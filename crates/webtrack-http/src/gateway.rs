//! Authenticated request gateway.

use std::sync::Arc;

use serde::Serialize;
use serde::de::DeserializeOwned;
use tokio::sync::Mutex;
use tracing::{debug, info, instrument, warn};

use webtrack_core::error::{AuthError, Error};
use webtrack_core::traits::{CredentialStore, LOGIN_PATH, Navigator, NoopNavigator};
use webtrack_core::{AccessToken, ApiUrl, Credentials, RefreshToken, Result, TokenPair};

use crate::api::{
    ApiClient, TOKEN_OBTAIN_PATH, TOKEN_REFRESH_PATH, TokenObtainRequest, TokenObtainResponse,
    TokenRefreshRequest, TokenRefreshResponse,
};
use crate::config::GatewayConfig;
use crate::request::{ApiRequest, ApiResponse, Attempt};
use crate::resources::{Dashboard, Leave, Reviews, Skills, Timesheets, Users};

/// The entry point for every WebTrack API call.
///
/// A `Gateway` reads the access token from its [`CredentialStore`] before each
/// dispatch and attaches it as a bearer header. When the server answers
/// `401 Unauthorized` the gateway refreshes the credential and replays the
/// request exactly once; if the refresh fails, the session is logged out and
/// the [`Navigator`] is sent to `/login`.
///
/// # Thread Safety
///
/// Gateways are cheap to clone (they use an internal `Arc`) and safe to share
/// across tasks. Concurrent 401s each refresh independently unless
/// [`GatewayConfig::single_flight_refresh`] is enabled.
#[derive(Clone)]
pub struct Gateway {
    inner: Arc<GatewayInner>,
}

struct GatewayInner {
    client: ApiClient,
    store: Arc<dyn CredentialStore>,
    navigator: Arc<dyn Navigator>,
    /// Present only when refreshes are single-flight.
    refresh_lock: Option<Mutex<()>>,
}

impl Gateway {
    /// Create a gateway that ignores navigation requests.
    pub fn new(config: GatewayConfig, store: Arc<dyn CredentialStore>) -> Result<Self> {
        Self::with_navigator(config, store, Arc::new(NoopNavigator))
    }

    /// Create a gateway that signals forced logouts to `navigator`.
    pub fn with_navigator(
        config: GatewayConfig,
        store: Arc<dyn CredentialStore>,
        navigator: Arc<dyn Navigator>,
    ) -> Result<Self> {
        let client = ApiClient::new(&config)?;
        let refresh_lock = config.single_flight_refresh.then(|| Mutex::new(()));

        Ok(Self {
            inner: Arc::new(GatewayInner {
                client,
                store,
                navigator,
                refresh_lock,
            }),
        })
    }

    /// Returns the API origin.
    pub fn base_url(&self) -> &ApiUrl {
        self.inner.client.base()
    }

    /// Returns the credential store this gateway reads and writes.
    pub fn store(&self) -> &Arc<dyn CredentialStore> {
        &self.inner.store
    }

    /// Returns true if an access token is stored.
    pub fn is_authenticated(&self) -> Result<bool> {
        Ok(self.inner.store.access_token()?.is_some())
    }

    // ========================================================================
    // Session
    // ========================================================================

    /// Exchange a username and password for a token pair and store it.
    ///
    /// # Errors
    ///
    /// Returns [`AuthError::InvalidCredentials`] if the backend rejects the
    /// credentials.
    #[instrument(skip(self, credentials), fields(username = %credentials.username()))]
    pub async fn login(&self, credentials: &Credentials) -> Result<TokenPair> {
        info!("Obtaining token pair");

        let request = TokenObtainRequest {
            username: credentials.username(),
            password: credentials.password(),
        };

        let response: TokenObtainResponse = self
            .inner
            .client
            .post_unauthenticated(TOKEN_OBTAIN_PATH, &request)
            .await
            .map_err(|e| match e {
                Error::Protocol(p) if p.status == 400 || p.status == 401 => {
                    Error::Auth(AuthError::InvalidCredentials(p))
                }
                other => other,
            })?;

        let pair = TokenPair {
            access: AccessToken::new(response.access),
            refresh: RefreshToken::new(response.refresh),
        };
        self.inner
            .store
            .store_tokens(&pair.access, Some(&pair.refresh))?;

        debug!("Logged in");
        Ok(pair)
    }

    /// Obtain a new access token using the stored refresh token.
    ///
    /// On success the new access token (and the rotated refresh token, if the
    /// backend returned one) is written to the store in one operation. On
    /// failure the store is left untouched.
    ///
    /// # Errors
    ///
    /// - [`AuthError::NoSession`] if no refresh token is stored; no request is
    ///   made.
    /// - [`AuthError::RefreshFailed`] if the refresh endpoint rejects the token
    ///   or cannot be reached.
    #[instrument(skip(self))]
    pub async fn refresh(&self) -> Result<AccessToken> {
        match &self.inner.refresh_lock {
            Some(lock) => {
                let _guard = lock.lock().await;
                self.refresh_unguarded().await
            }
            None => self.refresh_unguarded().await,
        }
    }

    /// Clear both tokens and send the navigator to the login page.
    ///
    /// Safe to call when no session exists.
    #[instrument(skip(self))]
    pub fn logout(&self) -> Result<()> {
        info!("Ending session");
        let cleared = self.inner.store.clear_tokens();
        self.inner.navigator.navigate(LOGIN_PATH);
        cleared
    }

    // ========================================================================
    // Dispatch
    // ========================================================================

    /// Send a request with the stored credential, recovering once from 401.
    ///
    /// Every response other than `401 Unauthorized` is returned unchanged,
    /// including other error statuses. Transport failures are returned as
    /// they happen and never retried.
    ///
    /// # Errors
    ///
    /// [`AuthError::AuthorizationExpired`] when the request was rejected and
    /// either the refresh failed (the session is then logged out) or the
    /// replayed request was rejected too.
    #[instrument(skip_all, fields(method = %request.method(), path = request.path()))]
    pub async fn send(&self, request: &ApiRequest) -> Result<ApiResponse> {
        let mut attempt = Attempt::Original;
        let mut token = self.inner.store.access_token()?;

        loop {
            let response = self
                .inner
                .client
                .dispatch(request, token.as_ref(), attempt)
                .await?;

            if !response.is_unauthorized() {
                return Ok(response);
            }

            let rejected = response.protocol_error();
            let Some(next) = attempt.next() else {
                warn!("Replayed request rejected");
                return Err(AuthError::AuthorizationExpired(rejected).into());
            };

            debug!("Access token rejected, refreshing");
            match self.refresh_after(token.as_ref()).await {
                Ok(fresh) => {
                    token = Some(fresh);
                    attempt = next;
                }
                Err(e) => {
                    warn!(error = %e, "Token refresh failed, logging out");
                    if let Err(e) = self.logout() {
                        warn!(error = %e, "Failed to clear credentials");
                    }
                    return Err(AuthError::AuthorizationExpired(rejected).into());
                }
            }
        }
    }

    /// Send a request and turn non-success statuses into errors.
    pub async fn execute(&self, request: &ApiRequest) -> Result<ApiResponse> {
        self.send(request).await?.error_for_status()
    }

    /// Send a request and decode the JSON response.
    pub async fn fetch<R: DeserializeOwned>(&self, request: &ApiRequest) -> Result<R> {
        self.execute(request).await?.json()
    }

    pub async fn get_json<R: DeserializeOwned>(&self, path: &str) -> Result<R> {
        self.fetch(&ApiRequest::get(path)).await
    }

    /// GET with query parameters; `None` fields are omitted.
    pub async fn get_json_with<Q, R>(&self, path: &str, query: &Q) -> Result<R>
    where
        Q: Serialize + ?Sized,
        R: DeserializeOwned,
    {
        self.fetch(&ApiRequest::get(path).with_query(query)?).await
    }

    pub async fn post_json<B, R>(&self, path: &str, body: &B) -> Result<R>
    where
        B: Serialize + ?Sized,
        R: DeserializeOwned,
    {
        self.fetch(&ApiRequest::post(path).with_json(body)?).await
    }

    /// POST without a body.
    pub async fn post_empty<R: DeserializeOwned>(&self, path: &str) -> Result<R> {
        self.fetch(&ApiRequest::post(path)).await
    }

    pub async fn patch_json<B, R>(&self, path: &str, body: &B) -> Result<R>
    where
        B: Serialize + ?Sized,
        R: DeserializeOwned,
    {
        self.fetch(&ApiRequest::patch(path).with_json(body)?).await
    }

    pub async fn delete(&self, path: &str) -> Result<()> {
        self.execute(&ApiRequest::delete(path)).await?;
        Ok(())
    }

    // ========================================================================
    // Resources
    // ========================================================================

    pub fn users(&self) -> Users {
        Users::new(self.clone())
    }

    pub fn timesheets(&self) -> Timesheets {
        Timesheets::new(self.clone())
    }

    pub fn leave(&self) -> Leave {
        Leave::new(self.clone())
    }

    pub fn reviews(&self) -> Reviews {
        Reviews::new(self.clone())
    }

    pub fn skills(&self) -> Skills {
        Skills::new(self.clone())
    }

    pub fn dashboard(&self) -> Dashboard {
        Dashboard::new(self.clone())
    }

    // ========================================================================
    // Refresh internals
    // ========================================================================

    /// Refresh on behalf of a request rejected while carrying `stale`.
    ///
    /// With single-flight enabled, a request whose token was already replaced
    /// by a concurrent refresh reuses the stored token instead of refreshing
    /// again.
    async fn refresh_after(&self, stale: Option<&AccessToken>) -> Result<AccessToken> {
        let Some(lock) = &self.inner.refresh_lock else {
            return self.refresh_unguarded().await;
        };

        let _guard = lock.lock().await;
        if let Some(current) = self.inner.store.access_token()?
            && Some(&current) != stale
        {
            debug!("Token already refreshed by a concurrent request");
            return Ok(current);
        }

        self.refresh_unguarded().await
    }

    async fn refresh_unguarded(&self) -> Result<AccessToken> {
        let refresh_token = self
            .inner
            .store
            .refresh_token()?
            .ok_or(AuthError::NoSession)?;

        info!("Refreshing access token");

        let request = TokenRefreshRequest {
            refresh: refresh_token.as_str(),
        };

        let response: TokenRefreshResponse = self
            .inner
            .client
            .post_unauthenticated(TOKEN_REFRESH_PATH, &request)
            .await
            .map_err(AuthError::refresh_failed)?;

        let access = AccessToken::new(response.access);
        let rotated = response.refresh.map(RefreshToken::new);
        self.inner.store.store_tokens(&access, rotated.as_ref())?;

        debug!(rotated = rotated.is_some(), "Access token refreshed");
        Ok(access)
    }
}

// Custom Debug impl that hides the store contents
impl std::fmt::Debug for Gateway {
    fn fmt(&self, f: &mut std::fmt::Formatter<'_>) -> std::fmt::Result {
        f.debug_struct("Gateway")
            .field("base_url", self.inner.client.base())
            .field("single_flight_refresh", &self.inner.refresh_lock.is_some())
            .field("store", &"[REDACTED]")
            .finish()
    }
}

● EXERCISE INSTRUCTIONS
Scan the material above. Return every line containing the string "TokenObtainRequest".

● EXPECTED OUTPUT
    ApiClient, TOKEN_OBTAIN_PATH, TOKEN_REFRESH_PATH, TokenObtainRequest, TokenObtainResponse,
        let request = TokenObtainRequest {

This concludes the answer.